#### Problem requirements
Count how many lines below include the word "local". Answer with a number only.

⁂

//! Publish/subscribe bus seam
//!
//! Messages are JSON objects with optional `name`, `command` and `lines`
//! keys. They are validated into [`BusMessage`] at the boundary; nothing
//! past [`BusMessage::decode`] looks at raw fields.

mod codec;
mod local;
mod relay;
mod tcp;

pub use local::{LocalBus, LocalBusHandle};
pub use relay::BusRelay;
pub use tcp::TcpBus;

use async_trait::async_trait;
use serde_json::{json, Value};
use thiserror::Error;

/// Bus error types
#[derive(Error, Debug)]
pub enum BusError {
    /// Could not reach the bus
    #[error("Bus connection failed: {0}")]
    ConnectionFailed(String),

    /// I/O error
    #[error("Bus I/O error: {0}")]
    IoError(#[from] std::io::Error),

    /// Framing error on the wire
    #[error("Bus framing error: {0}")]
    Codec(String),

    /// Payload is not a valid bus message
    #[error("Malformed message: {0}")]
    Malformed(String),

    /// The bus went away
    #[error("Bus closed")]
    Closed,
}

/// A validated bus message
#[derive(Debug, Clone, PartialEq, Eq)]
pub enum BusMessage {
    /// `{name}`: a bridge announcing its identity
    Announcement {
        /// Announced identity
        name: String,
    },
    /// `{name, command}`: an instruction for the named bridge
    Command {
        /// Target identity
        name: String,
        /// Command text
        command: String,
    },
    /// `{name, lines}`: a bridge's reply to `Read`.
    /// `lines` is `None` when the device link failed.
    ReadResponse {
        /// Responding identity
        name: String,
        /// Lines read from the device
        lines: Option<Vec<String>>,
    },
}

impl BusMessage {
    /// Build a command message
    pub fn command(name: impl Into<String>, command: impl Into<String>) -> Self {
        Self::Command {
            name: name.into(),
            command: command.into(),
        }
    }

    /// Validate a raw payload
    pub fn decode(payload: &str) -> Result<Self, BusError> {
        let value: Value =
            serde_json::from_str(payload).map_err(|e| BusError::Malformed(e.to_string()))?;
        let object = value
            .as_object()
            .ok_or_else(|| BusError::Malformed("payload is not an object".to_string()))?;

        let name = match object.get("name") {
            Some(Value::String(name)) => name.clone(),
            Some(_) => return Err(BusError::Malformed("`name` is not a string".to_string())),
            None => return Err(BusError::Malformed("missing `name`".to_string())),
        };

        if let Some(command) = object.get("command") {
            return match command {
                Value::String(command) => Ok(Self::Command {
                    name,
                    command: command.clone(),
                }),
                _ => Err(BusError::Malformed("`command` is not a string".to_string())),
            };
        }

        match object.get("lines") {
            None => Ok(Self::Announcement { name }),
            Some(Value::Null) => Ok(Self::ReadResponse { name, lines: None }),
            Some(Value::Array(items)) => {
                let lines = items
                    .iter()
                    .map(|item| item.as_str().map(str::to_string))
                    .collect::<Option<Vec<_>>>()
                    .ok_or_else(|| BusError::Malformed("`lines` holds a non-string".to_string()))?;
                Ok(Self::ReadResponse {
                    name,
                    lines: Some(lines),
                })
            }
            Some(_) => Err(BusError::Malformed("`lines` is not an array".to_string())),
        }
    }

    /// Render as a wire payload
    pub fn encode(&self) -> String {
        let value = match self {
            Self::Announcement { name } => json!({ "name": name }),
            Self::Command { name, command } => json!({ "name": name, "command": command }),
            Self::ReadResponse { name, lines } => json!({ "name": name, "lines": lines }),
        };
        value.to_string()
    }
}

/// A connection to the shared bus.
///
/// Every handle receives every message published on the bus, its own
/// publications included.
#[async_trait]
pub trait MessageBus: Send {
    /// Publish a message
    async fn publish(&mut self, message: &BusMessage) -> Result<(), BusError>;

    /// Wait for the next raw payload; `None` once the bus is closed
    async fn next_payload(&mut self) -> Result<Option<String>, BusError>;
}

#[cfg(test)]
mod tests {
    use super::*;

    #[test]
    fn test_decode_shapes() {
        assert_eq!(
            BusMessage::decode(r#"{"name":"Foo"}"#).unwrap(),
            BusMessage::Announcement {
                name: "Foo".to_string()
            }
        );
        assert_eq!(
            BusMessage::decode(r#"{"name":"Foo","command":"D,5"}"#).unwrap(),
            BusMessage::command("Foo", "D,5")
        );
        assert_eq!(
            BusMessage::decode(r#"{"name":"Foo","lines":["20","OK"]}"#).unwrap(),
            BusMessage::ReadResponse {
                name: "Foo".to_string(),
                lines: Some(vec!["20".to_string(), "OK".to_string()])
            }
        );
        assert_eq!(
            BusMessage::decode(r#"{"name":"Foo","lines":null}"#).unwrap(),
            BusMessage::ReadResponse {
                name: "Foo".to_string(),
                lines: None
            }
        );
    }

    #[test]
    fn test_decode_rejects_malformed() {
        for payload in [
            "not json",
            "[1,2]",
            r#"{"command":"D,5"}"#,
            r#"{"name":5,"command":"D,5"}"#,
            r#"{"name":"Foo","command":7}"#,
            r#"{"name":"Foo","lines":"20"}"#,
            r#"{"name":"Foo","lines":[1]}"#,
        ] {
            assert!(
                matches!(BusMessage::decode(payload), Err(BusError::Malformed(_))),
                "accepted {payload}"
            );
        }
    }

    #[test]
    fn test_encode_read_response() {
        let message = BusMessage::ReadResponse {
            name: "Foo".to_string(),
            lines: Some(vec![]),
        };
        let value: Value = serde_json::from_str(&message.encode()).unwrap();
        assert_eq!(value, json!({ "name": "Foo", "lines": [] }));

        let failed = BusMessage::ReadResponse {
            name: "Foo".to_string(),
            lines: None,
        };
        let value: Value = serde_json::from_str(&failed.encode()).unwrap();
        assert_eq!(value, json!({ "name": "Foo", "lines": null }));
    }

    #[test]
    fn test_encode_announcement_has_only_name() {
        let value: Value = serde_json::from_str(
            &BusMessage::Announcement {
                name: "Foo".to_string(),
            }
            .encode(),
        )
        .unwrap();
        assert_eq!(value, json!({ "name": "Foo" }));
    }
}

⁂

#### Exercise result
2